In total, there were 92 blocks up for grabs in four offshore basins. The combined minimum bids for all the blocks was 558 million reais, though only five blocks received bids, all in the Santos Basin, off the coast of southeast Brazil.
Royal Dutch Shell Plc snapped up four blocks for about 30.5 million reais. It also won a fifth block, known as S-M-1709, in a 70%-30% joint bid with Colombia’s Ecopetrol SA worth 6.6 million reais.
The bidding round was expected to be small by local standards given the marginal attractiveness of the blocks up for grabs, according to several market sources consulted by Reuters.
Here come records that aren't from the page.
//! Path utilities for source discovery.

use std::path::Path;

/// Checks if `path` has one of `extensions` (without the dot), ignoring case.
#[must_use]
pub fn has_source_extension(path: &Path, extensions: &[String]) -> bool {
    path.extension()
        .and_then(|e| e.to_str())
        .is_some_and(|ext| extensions.iter().any(|x| x.eq_ignore_ascii_case(ext)))
}

/// Checks if a path matches any exclude pattern.
///
/// Patterns are globs; a pattern like `**/backup/**` also excludes any path
/// containing `/backup/`.
#[must_use]
pub fn is_excluded(path: &Path, patterns: &[glob::Pattern]) -> bool {
    let path_str = path.to_string_lossy();

    patterns.iter().any(|pattern| {
        if pattern.matches(&path_str) {
            return true;
        }
        let normalized = pattern.as_str().replace("**", "");
        !normalized.is_empty() && normalized != "/" && path_str.contains(&normalized)
    })
}
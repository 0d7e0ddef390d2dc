//! Rule requiring an error check after service calls.
//!
//! # Rationale
//!
//! T24 APIs report failures through `ERR` variables or `ETEXT`. A call whose
//! result is never inspected silently swallows the failure.
//!
//! # Detected Patterns
//!
//! `CALL NAME(...)`, `F.NAME(...)` and `ST.NAME(...)` at the start of a line
//! with no error signal (`ERR`, `ETEXT`, `IF x THEN`, `getEtext`, `.error`,
//! `.returnCode`) in the rest of the call line and the following lines.
//!
//! This is a proximity heuristic, not control-flow analysis. Strict only.
//!
//! # Configuration
//!
//! - `lookahead_lines`: lines inspected after the call, counting the rest of
//!   the call line (default 5)

use infobasic_lint_core::{Diagnostic, FileContext, Rule, Severity};
use regex::Regex;
use std::sync::LazyLock;

/// Rule code for error-handling.
pub const CODE: &str = "E001";

/// Rule name for error-handling.
pub const NAME: &str = "error-handling";

/// Default lookahead window.
pub const DEFAULT_LOOKAHEAD: usize = 5;

static CALL_SITE: LazyLock<Regex> = LazyLock::new(|| {
    Regex::new(
        r"(?m)^[^\S\n]*(?:CALL\s+([A-Za-z][A-Za-z0-9._]*)|((?:F|ST)\.[A-Za-z0-9._]+))\s*\(",
    )
    .expect("valid regex")
});

static ERROR_SIGNAL: LazyLock<Regex> = LazyLock::new(|| {
    Regex::new(r"\bERR\b|\bETEXT\b|IF\s+\w+\s+THEN|getEtext|\.error|\.returnCode")
        .expect("valid regex")
});

/// Requires error checks shortly after service calls.
#[derive(Debug, Clone)]
pub struct ErrorHandling {
    /// Number of lines inspected after each call.
    pub lookahead_lines: usize,
}

impl Default for ErrorHandling {
    fn default() -> Self {
        Self::new()
    }
}

impl ErrorHandling {
    /// Creates a new rule with the default lookahead.
    #[must_use]
    pub fn new() -> Self {
        Self {
            lookahead_lines: DEFAULT_LOOKAHEAD,
        }
    }

    /// Sets the lookahead window. Zero is treated as one line.
    #[must_use]
    pub fn lookahead_lines(mut self, lines: usize) -> Self {
        self.lookahead_lines = lines.max(1);
        self
    }

    /// Searches the first `lookahead_lines` lines after the call as one
    /// block of text, so a signal may span several lines.
    fn has_error_check(&self, after_call: &str) -> bool {
        let window = after_call
            .match_indices('\n')
            .nth(self.lookahead_lines.saturating_sub(1))
            .map_or(after_call, |(end, _)| &after_call[..end]);
        ERROR_SIGNAL.is_match(window)
    }
}

impl Rule for ErrorHandling {
    fn name(&self) -> &'static str {
        NAME
    }

    fn codes(&self) -> &'static [&'static str] {
        &[CODE]
    }

    fn description(&self) -> &'static str {
        "Service calls should be followed by an ERR/ETEXT check"
    }

    fn strict_only(&self) -> bool {
        true
    }

    fn check(&self, ctx: &FileContext) -> Vec<Diagnostic> {
        if !ctx.strict {
            return Vec::new();
        }

        let mut diagnostics = Vec::new();

        for caps in CALL_SITE.captures_iter(ctx.content) {
            let (Some(call), Some(symbol)) = (caps.get(0), caps.get(1).or_else(|| caps.get(2)))
            else {
                continue;
            };

            if self.has_error_check(&ctx.content[call.end()..]) {
                continue;
            }

            let line = ctx.line_at(call.start());
            diagnostics.push(
                ctx.diagnostic(
                    CODE,
                    NAME,
                    Severity::Warning,
                    line,
                    format!(
                        "Service call to '{}' should check for errors afterwards",
                        symbol.as_str()
                    ),
                )
                .with_suggestion(
                    "Add: IF ERR THEN ... or IF ETEXT THEN ... or check error variable",
                ),
            );
        }

        diagnostics
    }
}

#[cfg(test)]
mod tests {
    use super::*;
    use std::path::Path;

    fn check_with(rule: &ErrorHandling, code: &str, strict: bool) -> Vec<Diagnostic> {
        let ctx = FileContext::new(Path::new("TEST.b"), code, strict);
        rule.check(&ctx)
    }

    fn check_code(code: &str) -> Vec<Diagnostic> {
        check_with(&ErrorHandling::new(), code, true)
    }

    #[test]
    fn test_silent_outside_strict_mode() {
        let code = "SUBROUTINE X\n    CALL OPF(FN.CUST, F.CUST)\nEND\n";
        assert!(check_with(&ErrorHandling::new(), code, false).is_empty());
    }

    #[test]
    fn test_unchecked_call() {
        let code = "SUBROUTINE X\n    CALL OPF(FN.CUST, F.CUST)\n    Y = 1\nEND\n";
        let diagnostics = check_code(code);
        assert_eq!(diagnostics.len(), 1);
        assert_eq!(diagnostics[0].rule_id, CODE);
        assert_eq!(diagnostics[0].line_number, 2);
        assert_eq!(diagnostics[0].severity, Severity::Warning);
        assert!(diagnostics[0].message.contains("'OPF'"));
    }

    #[test]
    fn test_err_argument_on_call_line_counts() {
        let code = "SUBROUTINE X\nCALL F.READ(FN.CUST, ID, R.CUST, F.CUST, ERR)\nEND\n";
        assert!(check_code(code).is_empty());
    }

    #[test]
    fn test_check_within_window() {
        let code = r"SUBROUTINE X
    F.WRITE(FN.CUST, ID, R.CUST)
    Y = 1
    Z = 2
    IF ETEXT THEN RETURN
END
";
        assert!(check_code(code).is_empty());
    }

    #[test]
    fn test_check_outside_window() {
        let code = r"SUBROUTINE X
    ST.CompanyCreation.LoadCompany(ID)
    A = 1
    B = 2
    C = 3
    D = 4
    IF ETEXT THEN RETURN
END
";
        let diagnostics = check_code(code);
        assert_eq!(diagnostics.len(), 1);
        assert!(diagnostics[0]
            .message
            .contains("'ST.CompanyCreation.LoadCompany'"));

        let wide = ErrorHandling::new().lookahead_lines(6);
        assert!(check_with(&wide, code, true).is_empty());
    }

    #[test]
    fn test_other_error_signals() {
        for signal in [
            "IF RET THEN GOSUB FAIL",
            "MSG = EB.ErrorProcessing.getEtext()",
            "IF resp.error NE '' THEN RETURN",
            "RC = resp.returnCode",
        ] {
            let code = format!("SUBROUTINE X\nCALL SVC(A)\n{signal}\nEND\n");
            assert!(check_code(&code).is_empty(), "signal not recognised: {signal}");
        }
    }

    #[test]
    fn test_condition_split_across_lines() {
        let code = "SUBROUTINE X\nCALL SVC(A)\nIF FAILED\nTHEN RETURN\nEND\n";
        assert!(check_code(code).is_empty());

        let narrow = ErrorHandling::new().lookahead_lines(2);
        assert_eq!(check_with(&narrow, code, true).len(), 1);
    }

    #[test]
    fn test_call_must_start_line() {
        let code = "SUBROUTINE X\nIF A THEN CALL SVC(A)\nEND\n";
        assert!(check_code(code).is_empty());
    }
}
The haul from the Oct. 7 round, however, was the smallest in local currency terms since 2003.
A few of the blocks on sale had drawn speculation that they contained part of a productive geology called the pre-salt, an area where billions of barrels of oil are trapped beneath a layer of salt under the ocean floor.
Combined, those blocks had a combined minimum signing bonus of roughly 270 million reais, but none received a bid.
Some of the blocks up for grabs were also located near ecologically sensitive maritime reserves, including the Fernando de Noronha and Abrolhos archipelagos, a fact that had drawn scrutiny from environmental groups. None of those blocks attracted bidders.
In a news conference shortly after the auction, Rodolfo Saboia, the head of Brazil's national oil regulator, said the results of the bidding round were a success given the high exploratory risks of the blocks up for grabs. Many companies drew up their 2021 exploration and production budgets during the worst of the pandemic in 2020, he added.
Nine companies signed up for the bidding round: state-run Petroleo Brasileiro SA, Chevron Corp., Shell, TotalEnergies SE, Ecopetrol SA, Murphy Oil Corp., Karoon Energy Ltd., Wintershall Dea AG and 3R Petroleum Oleo e Gas SA.
That was the smallest number yet for an oil rights auction in Brazil.